→ **Work item**
Please print each record below exactly as it is written.

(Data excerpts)
------
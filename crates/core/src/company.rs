//! Company details printed on invoices.

use serde::{Deserialize, Serialize};

use crate::error::OrderError;

/// Length of an Indian GSTIN.
pub const GST_NUMBER_LEN: usize = 15;

/// The singleton company record.
///
/// Every field defaults to an empty string so a fresh installation can
/// render invoices before settings are filled in.
#[derive(Debug, Clone, Default, PartialEq, Eq, Serialize, Deserialize)]
#[serde(rename_all = "camelCase", default)]
pub struct CompanyDetails {
    pub name: String,
    pub address: String,
    pub mobile: String,
    pub gst_number: String,
}

impl CompanyDetails {
    /// Trim every field and check the GST number shape.
    ///
    /// # Errors
    ///
    /// Returns [`OrderError::Validation`] if a non-empty GST number is not
    /// exactly 15 ASCII alphanumerics.
    pub fn normalized(self) -> Result<Self, OrderError> {
        let details = Self {
            name: self.name.trim().to_owned(),
            address: self.address.trim().to_owned(),
            mobile: self.mobile.trim().to_owned(),
            gst_number: self.gst_number.trim().to_ascii_uppercase(),
        };

        let gst = &details.gst_number;
        if !gst.is_empty()
            && (gst.len() != GST_NUMBER_LEN || !gst.chars().all(|c| c.is_ascii_alphanumeric()))
        {
            return Err(OrderError::validation(format!(
                "GST number must be {GST_NUMBER_LEN} letters or digits"
            )));
        }
        Ok(details)
    }
}
//! Payment transactions derived from orders.
//!
//! There is no separate payments table: a transaction is an order that
//! either carries a gateway payment id or has left the `pending` payment
//! state (cash collected, or refunded).

use std::fmt;
use std::str::FromStr;

use chrono::{DateTime, Utc};
use serde::{Deserialize, Serialize};

use crate::error::ParseStatusError;
use crate::order::Order;
use crate::types::{OrderId, OrderStatus, PaymentStatus, Price};

/// How the customer paid.
#[derive(Debug, Clone, Copy, PartialEq, Eq, Hash, Serialize, Deserialize)]
#[serde(rename_all = "snake_case")]
pub enum PaymentMethod {
    /// Paid through the gateway; the order has a payment id.
    Online,
    /// Paid on delivery.
    Cash,
}

impl PaymentMethod {
    #[must_use]
    pub const fn as_str(self) -> &'static str {
        match self {
            Self::Online => "online",
            Self::Cash => "cash",
        }
    }

    /// Infer the method from what the order recorded.
    #[must_use]
    pub const fn of(order: &Order) -> Self {
        if order.payment_id.is_some() {
            Self::Online
        } else {
            Self::Cash
        }
    }
}

impl fmt::Display for PaymentMethod {
    fn fmt(&self, f: &mut fmt::Formatter<'_>) -> fmt::Result {
        f.write_str(self.as_str())
    }
}

impl FromStr for PaymentMethod {
    type Err = ParseStatusError;

    fn from_str(s: &str) -> Result<Self, Self::Err> {
        match s.to_ascii_lowercase().as_str() {
            "online" => Ok(Self::Online),
            "cash" => Ok(Self::Cash),
            _ => Err(ParseStatusError::new("payment method", s)),
        }
    }
}

/// One row of the payments view.
#[derive(Debug, Clone, PartialEq, Eq, Serialize)]
#[serde(rename_all = "camelCase")]
pub struct Transaction {
    pub order_id: OrderId,
    pub payment_id: Option<String>,
    pub customer_name: String,
    pub amount: Price,
    pub payment_status: PaymentStatus,
    pub order_status: OrderStatus,
    pub method: PaymentMethod,
    pub created_at: DateTime<Utc>,
}

impl Transaction {
    /// The transaction for `order`, if it has any payment activity.
    #[must_use]
    pub fn from_order(order: &Order) -> Option<Self> {
        if order.payment_id.is_none() && order.payment_status == PaymentStatus::Pending {
            return None;
        }
        Some(Self {
            order_id: order.order_id.clone(),
            payment_id: order.payment_id.clone(),
            customer_name: order.customer.name.clone(),
            amount: order.total_amount,
            payment_status: order.payment_status,
            order_status: order.status,
            method: PaymentMethod::of(order),
            created_at: order.created_at,
        })
    }
}

/// Filters for the payments view.
#[derive(Debug, Clone, Default, PartialEq, Eq)]
pub struct PaymentFilter {
    pub method: Option<PaymentMethod>,
    /// Case-insensitive substring of the payment id.
    pub search: Option<String>,
}

impl PaymentFilter {
    #[must_use]
    pub fn matches(&self, txn: &Transaction) -> bool {
        if self.method.is_some_and(|m| m != txn.method) {
            return false;
        }
        match self.search.as_deref().map(str::trim).filter(|s| !s.is_empty()) {
            None => true,
            Some(needle) => {
                let needle = needle.to_lowercase();
                txn.payment_id
                    .as_deref()
                    .is_some_and(|id| id.to_lowercase().contains(&needle))
            }
        }
    }
}

/// Transactions for `orders`, preserving input order.
pub fn transactions<'a, I>(orders: I, filter: &PaymentFilter) -> Vec<Transaction>
where
    I: IntoIterator<Item = &'a Order>,
{
    orders
        .into_iter()
        .filter_map(Transaction::from_order)
        .filter(|txn| filter.matches(txn))
        .collect()
}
------
→ **Written answer**
filename crates/core/src/company.rs
//! Company details printed on invoices.

use serde::{Deserialize, Serialize};

use crate::error::OrderError;

/// Length of an Indian GSTIN.
pub const GST_NUMBER_LEN: usize = 15;

/// The singleton company record.
///
/// Every field defaults to an empty string so a fresh installation can
/// render invoices before settings are filled in.
#[derive(Debug, Clone, Default, PartialEq, Eq, Serialize, Deserialize)]
#[serde(rename_all = "camelCase", default)]
pub struct CompanyDetails {
    pub name: String,
    pub address: String,
    pub mobile: String,
    pub gst_number: String,
}

impl CompanyDetails {
    /// Trim every field and check the GST number shape.
    ///
    /// # Errors
    ///
    /// Returns [`OrderError::Validation`] if a non-empty GST number is not
    /// exactly 15 ASCII alphanumerics.
    pub fn normalized(self) -> Result<Self, OrderError> {
        let details = Self {
            name: self.name.trim().to_owned(),
            address: self.address.trim().to_owned(),
            mobile: self.mobile.trim().to_owned(),
            gst_number: self.gst_number.trim().to_ascii_uppercase(),
        };

        let gst = &details.gst_number;
        if !gst.is_empty()
            && (gst.len() != GST_NUMBER_LEN || !gst.chars().all(|c| c.is_ascii_alphanumeric()))
        {
            return Err(OrderError::validation(format!(
                "GST number must be {GST_NUMBER_LEN} letters or digits"
            )));
        }
        Ok(details)
    }
}
//! Payment transactions derived from orders.
//!
//! There is no separate payments table: a transaction is an order that
//! either carries a gateway payment id or has left the `pending` payment
//! state (cash collected, or refunded).

use std::fmt;
use std::str::FromStr;

use chrono::{DateTime, Utc};
use serde::{Deserialize, Serialize};

use crate::error::ParseStatusError;
use crate::order::Order;
use crate::types::{OrderId, OrderStatus, PaymentStatus, Price};

/// How the customer paid.
#[derive(Debug, Clone, Copy, PartialEq, Eq, Hash, Serialize, Deserialize)]
#[serde(rename_all = "snake_case")]
pub enum PaymentMethod {
    /// Paid through the gateway; the order has a payment id.
    Online,
    /// Paid on delivery.
    Cash,
}

impl PaymentMethod {
    #[must_use]
    pub const fn as_str(self) -> &'static str {
        match self {
            Self::Online => "online",
            Self::Cash => "cash",
        }
    }

    /// Infer the method from what the order recorded.
    #[must_use]
    pub const fn of(order: &Order) -> Self {
        if order.payment_id.is_some() {
            Self::Online
        } else {
            Self::Cash
        }
    }
}

impl fmt::Display for PaymentMethod {
    fn fmt(&self, f: &mut fmt::Formatter<'_>) -> fmt::Result {
        f.write_str(self.as_str())
    }
}

impl FromStr for PaymentMethod {
    type Err = ParseStatusError;

    fn from_str(s: &str) -> Result<Self, Self::Err> {
        match s.to_ascii_lowercase().as_str() {
            "online" => Ok(Self::Online),
            "cash" => Ok(Self::Cash),
            _ => Err(ParseStatusError::new("payment method", s)),
        }
    }
}

/// One row of the payments view.
#[derive(Debug, Clone, PartialEq, Eq, Serialize)]
#[serde(rename_all = "camelCase")]
pub struct Transaction {
    pub order_id: OrderId,
    pub payment_id: Option<String>,
    pub customer_name: String,
    pub amount: Price,
    pub payment_status: PaymentStatus,
    pub order_status: OrderStatus,
    pub method: PaymentMethod,
    pub created_at: DateTime<Utc>,
}

impl Transaction {
    /// The transaction for `order`, if it has any payment activity.
    #[must_use]
    pub fn from_order(order: &Order) -> Option<Self> {
        if order.payment_id.is_none() && order.payment_status == PaymentStatus::Pending {
            return None;
        }
        Some(Self {
            order_id: order.order_id.clone(),
            payment_id: order.payment_id.clone(),
            customer_name: order.customer.name.clone(),
            amount: order.total_amount,
            payment_status: order.payment_status,
            order_status: order.status,
            method: PaymentMethod::of(order),
            created_at: order.created_at,
        })
    }
}

/// Filters for the payments view.
#[derive(Debug, Clone, Default, PartialEq, Eq)]
pub struct PaymentFilter {
    pub method: Option<PaymentMethod>,
    /// Case-insensitive substring of the payment id.
    pub search: Option<String>,
}

impl PaymentFilter {
    #[must_use]
    pub fn matches(&self, txn: &Transaction) -> bool {
        if self.method.is_some_and(|m| m != txn.method) {
            return false;
        }
        match self.search.as_deref().map(str::trim).filter(|s| !s.is_empty()) {
            None => true,
            Some(needle) => {
                let needle = needle.to_lowercase();
                txn.payment_id
                    .as_deref()
                    .is_some_and(|id| id.to_lowercase().contains(&needle))
            }
        }
    }
}

/// Transactions for `orders`, preserving input order.
pub fn transactions<'a, I>(orders: I, filter: &PaymentFilter) -> Vec<Transaction>
where
    I: IntoIterator<Item = &'a Order>,
{
    orders
        .into_iter()
        .filter_map(Transaction::from_order)
        .filter(|txn| filter.matches(txn))
        .collect()
}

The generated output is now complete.